Jake swallowed and stared. His son stood in the middle of the party, the sun with dozens of orbiting planets. He had a cup in his hand. Randy had such natural ease. Such poise in everything he did. Jake Wolf stood there, in the shadows, and wondered if there was any way to save it all. He didn’t think so. It was like holding water in your hand. He had tried to sound confident for Lorraine. He thought that maybe he could dump the body in Drew Van Dyne’s house. Lorraine would clean up the stain. It could have still worked.
But Myron Bolitar had showed up. Jake had spotted him from the garage. He was trapped. Jake hoped to speed away, lose them, dump the body somewhere else. But when he made that first turn and saw that Lorraine was in the backseat, he knew that it was over.
He’d hire a good attorney. The best. He knew a guy in town, Lenny Marcus. Great defense lawyer. He’d call him, see what they could work out. But in his heart, Jake Wolf knew that it was over. For him, at least.
That was why he was here now. In the shadows. Watching his beautiful, perfect son. Randy was the only thing he had ever gotten right. His boy. His precious boy. But that was enough. From the first time he had laid eyes on the baby in the hospital, Jake Wolf was mesmerized. He went to every practice he could. He went to every game. It wasn’t just to show support—often, during practices, Jake would stand behind a tree, almost hide, as he was doing now. He just liked to watch his son. That was all. He liked getting lost in this very simple bliss. And sometimes, when he did, he couldn’t believe how lucky he was, how someone like Jake Wolf, also a nothing when you thought about it, could have been part of creating something so miraculous. The world was cruel and awful and you had to do all you could to get that edge, but then every once in a while, he’d look at Randy and realize that there was something other than the dog-eat-dog horror, that there had to be something better out there, some higher being, because here, in front of him, there was indeed perfection and beauty.
“Hey, Jake.”
He turned at the sound of the voice. “Hi, Jacques.”
It was Jacques Harlow, the father of one of Randy’s closest friends and the party host.
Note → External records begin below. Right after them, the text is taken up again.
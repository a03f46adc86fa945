use serde::{Deserialize, Serialize};

use foundermentor_common::{DatabaseConfig, JwtConfig, RedisConfig, ServerConfig};

#[derive(Debug, Clone, Serialize, Deserialize)]
pub struct AppConfig {
    pub server: ServerConfig,
    pub database: DatabaseConfig,
    pub redis: RedisConfig,
    pub jwt: JwtConfig,
    /// Seconds to keep a mentor's aggregated rating in Redis.
    pub rating_cache_seconds: u64,
}

impl AppConfig {
    pub fn from_env() -> Self {
        Self {
            server: ServerConfig::from_env(8001),
            database: DatabaseConfig::from_env(),
            redis: RedisConfig::from_env(),
            jwt: JwtConfig::from_env(),
            rating_cache_seconds: std::env::var("RATING_CACHE_SECONDS")
                .ok()
                .and_then(|v| v.parse().ok())
                .unwrap_or(300),
        }
    }
}
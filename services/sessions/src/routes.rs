use axum::{
    middleware,
    routing::{delete, get, post, put},
    Router,
};

use foundermentor_auth::{auth_middleware, JwtService};

use crate::handlers;
use crate::services::AppState;

pub fn create_routes(jwt_service: JwtService) -> Router<AppState> {
    let protected = Router::new()
        // Session lifecycle
        .route("/sessions", post(handlers::schedule_session))
        .route("/sessions/:session_id", get(handlers::get_session))
        .route("/sessions/:session_id", put(handlers::reschedule_session))
        .route("/sessions/:session_id", delete(handlers::cancel_session))
        .route("/sessions/:session_id/status", post(handlers::session_action))
        .route("/sessions/:session_id/resources", post(handlers::attach_resources))
        // Participant views
        .route("/mentors/:mentor_id/sessions", get(handlers::mentor_sessions))
        .route("/mentees/:mentee_id/sessions", get(handlers::mentee_sessions))
        .route_layer(middleware::from_fn_with_state(jwt_service, auth_middleware));

    Router::new()
        .route("/health", get(handlers::health_check))
        .merge(protected)
}
use chrono::{DateTime, Utc};
use serde::{Deserialize, Serialize};
use uuid::Uuid;
use validator::Validate;

use foundermentor_database::{Profile, User};

#[derive(Debug, Serialize, Deserialize, Validate)]
pub struct RegisterRequest {
    #[validate(length(min = 3, max = 50))]
    pub username: String,

    #[validate(email)]
    pub email: String,

    #[validate(length(min = 8, max = 128))]
    pub password: String,

    /// Any combination of "mentee" and "mentor".
    pub roles: Vec<String>,
}

#[derive(Debug, Serialize, Deserialize, Validate)]
pub struct LoginRequest {
    #[validate(email)]
    pub email: String,

    #[validate(length(min = 1))]
    pub password: String,
}

#[derive(Debug, Serialize, Deserialize, Validate)]
pub struct UpdateProfileRequest {
    #[validate(length(max = 5000))]
    pub bio: Option<String>,

    pub skills: Option<Vec<String>>,
    pub interests: Option<Vec<String>>,
    pub industries: Option<Vec<String>>,

    #[validate(length(max = 200))]
    pub location: Option<String>,
}

#[derive(Debug, Serialize, Deserialize)]
pub struct RoleChangeRequest {
    pub role: String,
}

#[derive(Debug, Serialize, Deserialize)]
pub struct UserResponse {
    pub user_id: Uuid,
    pub username: String,
    pub email: String,
    pub roles: Vec<String>,
    pub email_verified: bool,
    pub is_verified: bool,
    pub created_at: DateTime<Utc>,
}

impl From<User> for UserResponse {
    fn from(row: User) -> Self {
        Self {
            user_id: row.user_id,
            username: row.username,
            email: row.email,
            roles: row.roles,
            email_verified: row.email_verified,
            is_verified: row.is_verified,
            created_at: row.created_at,
        }
    }
}

#[derive(Debug, Serialize, Deserialize)]
pub struct ProfileResponse {
    pub user_id: Uuid,
    pub bio: Option<String>,
    pub skills: Vec<String>,
    pub interests: Vec<String>,
    pub industries: Vec<String>,
    pub location: Option<String>,
    pub avatar_url: Option<String>,
    pub updated_at: DateTime<Utc>,
}

impl From<Profile> for ProfileResponse {
    fn from(row: Profile) -> Self {
        Self {
            user_id: row.user_id,
            bio: row.bio,
            skills: row.skills,
            interests: row.interests,
            industries: row.industries,
            location: row.location,
            avatar_url: row.avatar_url,
            updated_at: row.updated_at,
        }
    }
}

#[derive(Debug, Serialize, Deserialize)]
pub struct AuthResponse {
    pub token: String,
    pub user: UserResponse,
    pub profile: ProfileResponse,
}
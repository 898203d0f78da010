/// MCP server implementation for the Rails Guides.
///
/// Exposes three fixed tools:
/// - `getRailsGuides`: every guide with its category and URL
/// - `getGuideRegistry`: the guide list plus the category table and version
/// - `getGuideContent`: raw HTML of one guide
///
/// and one `get{Category}Guides` tool per category, generated at startup.
use std::sync::Arc;

use futures::FutureExt;
use rmcp::{
    ServerHandler,
    handler::server::router::tool::{ToolRoute, ToolRouter},
    handler::server::wrapper::Parameters,
    model::*,
    tool, tool_handler, tool_router,
};
use tracing::{debug, error, info};

use crate::categories::GUIDE_CATEGORIES;
use crate::config::Config;
use crate::error::AppError;
use crate::fetcher::GuideFetcher;
use crate::model::Guide;
use crate::registry::{fetch_guide_registry, fetch_rails_guides, guides_in_category, try_build_guides};
use mcp_common::mcp_api::{GetGuideContentParams, error_text_result, json_text_result};

/// Placeholder in tool descriptions replaced with the configured Rails version.
const VERSION_PLACEHOLDER: &str = "{version}";

#[derive(Clone)]
pub struct RailsGuidesServer {
    config: Arc<Config>,
    fetcher: Arc<GuideFetcher>,
    tool_router: ToolRouter<RailsGuidesServer>,
}

impl RailsGuidesServer {
    pub fn new(config: Arc<Config>) -> Result<Self, AppError> {
        let fetcher = Arc::new(GuideFetcher::new(Arc::clone(&config))?);

        let mut tool_router = Self::tool_router();
        stamp_version(&mut tool_router, &config.version);

        match build_category_tools(&config) {
            Ok(tools) => {
                let count = tools.len();
                for tool in tools {
                    debug!(
                        tool = %tool.name,
                        category = tool.category,
                        guides = tool.guides.len(),
                        "registering category tool"
                    );
                    tool_router.add_route(tool.into_route());
                }
                info!(count, version = %config.version, "guide category tools registered");
            }
            Err(e) => {
                error!(error = %e, "error registering guide category tools");
            }
        }

        Ok(Self {
            config,
            fetcher,
            tool_router,
        })
    }
}

#[tool_router]
impl RailsGuidesServer {
    #[tool(
        name = "getRailsGuides",
        description = "Provides a comprehensive list of all Rails {version} Guides with their categories and basic information."
    )]
    async fn get_rails_guides(&self) -> Result<CallToolResult, ErrorData> {
        let guides = fetch_rails_guides(&self.config);
        Ok(json_text_result(&guides))
    }

    #[tool(
        name = "getGuideRegistry",
        description = "Provides the complete Rails {version} Guides registry with categories and metadata."
    )]
    async fn get_guide_registry(&self) -> Result<CallToolResult, ErrorData> {
        match fetch_guide_registry(&self.config) {
            Ok(registry) => Ok(json_text_result(&registry)),
            Err(e) => Ok(error_text_result(format!(
                "Failed to fetch Rails Guides registry: {e}"
            ))),
        }
    }

    #[tool(
        name = "getGuideContent",
        description = "Fetches the complete content of a specific Rails {version} Guide."
    )]
    async fn get_guide_content(
        &self,
        Parameters(params): Parameters<GetGuideContentParams>,
    ) -> Result<CallToolResult, ErrorData> {
        let guide_name = params.guide_name;
        match self.fetcher.fetch_guide_details(&guide_name).await {
            Ok(detail) => Ok(json_text_result(&detail)),
            Err(e) => Ok(error_text_result(format!(
                "Failed to fetch guide content for: {guide_name} ({e})"
            ))),
        }
    }
}

/// A generated `get{Category}Guides` tool serving a precomputed guide subset.
#[derive(Debug, Clone)]
pub struct CategoryTool {
    pub category: &'static str,
    pub name: String,
    pub description: String,
    pub guides: Vec<Guide>,
}

impl CategoryTool {
    fn respond(&self) -> CallToolResult {
        json_text_result(&self.guides)
    }

    fn into_route(self) -> ToolRoute<RailsGuidesServer> {
        let attr = Tool::new(self.name.clone(), self.description.clone(), empty_input_schema());
        let tool = Arc::new(self);
        ToolRoute::new_dyn(attr, move |_ctx| {
            let tool = Arc::clone(&tool);
            async move { Ok::<_, ErrorData>(tool.respond()) }.boxed()
        })
    }
}

/// "Going to Production" -> "getGoingtoProductionGuides"
pub fn category_tool_name(category: &str) -> String {
    let stripped: String = category
        .chars()
        .filter(|c| c.is_ascii_alphanumeric())
        .collect();
    format!("get{stripped}Guides")
}

/// One tool per category, in table order. Fails if the full guide list cannot be built.
pub fn build_category_tools(config: &Config) -> Result<Vec<CategoryTool>, AppError> {
    let all_guides = try_build_guides(config)?;

    Ok(GUIDE_CATEGORIES
        .iter()
        .map(|&(category, names)| CategoryTool {
            category,
            name: category_tool_name(category),
            description: format!(
                "Provides Rails {} Guides for the {category} category: {}",
                config.version,
                names.join(", ")
            ),
            guides: guides_in_category(&all_guides, category),
        })
        .collect())
}

fn stamp_version(router: &mut ToolRouter<RailsGuidesServer>, version: &str) {
    for route in router.map.values_mut() {
        if let Some(description) = route.attr.description.as_ref() {
            let stamped = description.replace(VERSION_PLACEHOLDER, version);
            route.attr.description = Some(stamped.into());
        }
    }
}

fn empty_input_schema() -> Arc<JsonObject> {
    let mut schema = JsonObject::new();
    schema.insert("type".to_string(), "object".into());
    schema.insert(
        "properties".to_string(),
        serde_json::Value::Object(JsonObject::new()),
    );
    Arc::new(schema)
}

#[tool_handler]
impl ServerHandler for RailsGuidesServer {
    fn get_info(&self) -> ServerInfo {
        ServerInfo {
            protocol_version: ProtocolVersion::V_2025_06_18,
            capabilities: ServerCapabilities::builder().enable_tools().build(),
            server_info: Implementation {
                name: "rails-guides-mcp-server".to_string(),
                version: env!("CARGO_PKG_VERSION").to_string(),
                title: None,
                icons: None,
                website_url: None,
            },
            instructions: Some(format!(
                "Rails {} Guides MCP server. Use getRailsGuides to list every guide, \
                 getGuideRegistry for the full registry with categories, getGuideContent with a \
                 guideName (for example getting_started) to fetch a guide, and the \
                 get<Category>Guides tools to browse one category.",
                self.config.version
            )),
        }
    }
}
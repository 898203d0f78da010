/// Rails Guides category table.
///
/// Mirrors the sections of the guides index page. Order matters: iteration,
/// tool registration and reverse lookup all follow definition order.
use serde::ser::{Serialize, SerializeMap, Serializer};

pub type CategoryEntry = (&'static str, &'static [&'static str]);

/// Category label → guide identifiers.
///
/// `rails_application_templates` is listed under both "Going to Production" and
/// "Extending Rails"; lookups resolve to the first.
pub const GUIDE_CATEGORIES: &[CategoryEntry] = &[
    ("Start Here", &["getting_started", "install_ruby_on_rails"]),
    (
        "Models",
        &[
            "active_record_basics",
            "active_record_migrations",
            "active_record_validations",
            "active_record_callbacks",
            "association_basics",
            "active_record_querying",
            "active_model_basics",
        ],
    ),
    (
        "Views",
        &[
            "action_view_overview",
            "layouts_and_rendering",
            "action_view_helpers",
            "form_helpers",
        ],
    ),
    (
        "Controllers",
        &[
            "action_controller_overview",
            "routing",
            "action_controller_advanced",
        ],
    ),
    (
        "Other Components",
        &[
            "active_support_core_extensions",
            "action_mailer_basics",
            "action_mailbox_basics",
            "action_text_overview",
            "active_job_basics",
            "active_storage_overview",
            "action_cable_overview",
        ],
    ),
    (
        "Digging Deeper",
        &[
            "i18n",
            "testing",
            "debugging_rails_applications",
            "configuring",
            "command_line",
            "asset_pipeline",
            "working_with_javascript_in_rails",
            "autoloading_and_reloading_constants",
        ],
    ),
    (
        "Going to Production",
        &[
            "rails_application_templates",
            "caching_with_rails",
            "security",
            "error_reporting",
        ],
    ),
    (
        "Advanced Active Record",
        &[
            "active_record_postgresql",
            "active_record_multiple_databases",
            "active_record_encryption",
            "active_record_composite_primary_keys",
        ],
    ),
    (
        "Extending Rails",
        &[
            "plugins",
            "rails_on_rack",
            "creating_and_customizing_rails_generators",
            "engines",
            "rails_application_templates",
        ],
    ),
    (
        "Contributing",
        &[
            "contributing_to_ruby_on_rails",
            "api_documentation_guidelines",
            "ruby_on_rails_guides_guidelines",
            "development_dependencies_install",
        ],
    ),
];

/// Category a guide is filed under reported when the table has no entry for it.
pub const UNKNOWN_CATEGORY: &str = "Unknown";

/// First category (in table order) that lists `guide_name`.
pub fn category_of(guide_name: &str) -> Option<&'static str> {
    GUIDE_CATEGORIES
        .iter()
        .find(|(_, guides)| guides.contains(&guide_name))
        .map(|(label, _)| *label)
}

/// Number of table entries, duplicates included.
pub fn total_guide_count() -> usize {
    GUIDE_CATEGORIES.iter().map(|(_, guides)| guides.len()).sum()
}

/// Serializes the category table as a JSON object, keys in table order.
#[derive(Debug, Clone, Copy, Default)]
pub struct CategoryTable;

impl Serialize for CategoryTable {
    fn serialize<S: Serializer>(&self, serializer: S) -> Result<S::Ok, S::Error> {
        let mut map = serializer.serialize_map(Some(GUIDE_CATEGORIES.len()))?;
        for (label, guides) in GUIDE_CATEGORIES {
            map.serialize_entry(label, guides)?;
        }
        map.end()
    }
}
Jacques came up next to him. They both looked out at the party, at their sons, soaking it in for almost a full minute without speaking.
“Can you believe how fast it went by?” Harlow said.
Jake just shook his head, afraid to speak. His eyes never left his son.
“Hey, how about coming in for a drink?”
“I can’t. I just had to drop something off for Randy. Thanks though.”
Harlow slapped his back. “Sure.” He headed back toward the porch.
It took another five minutes. Jake enjoyed every second. Then he heard the footsteps. He turned and saw Myron Bolitar. Myron had a gun in his hand. Jake Wolf smiled and turned back to his son.
“What are you doing here, Jake?”
“What’s it look like?”
Jake Wolf did not want to move, but he knew that it was time. He soaked up one last look at his son. That was what this felt like. The last time he would see him like this. He wanted to say something to his son, offer some words of wisdom, but Jake wasn’t good with words.
So instead he turned and raised his hands.
“In the trunk,” Jake Wolf said. “The body is in the trunk.”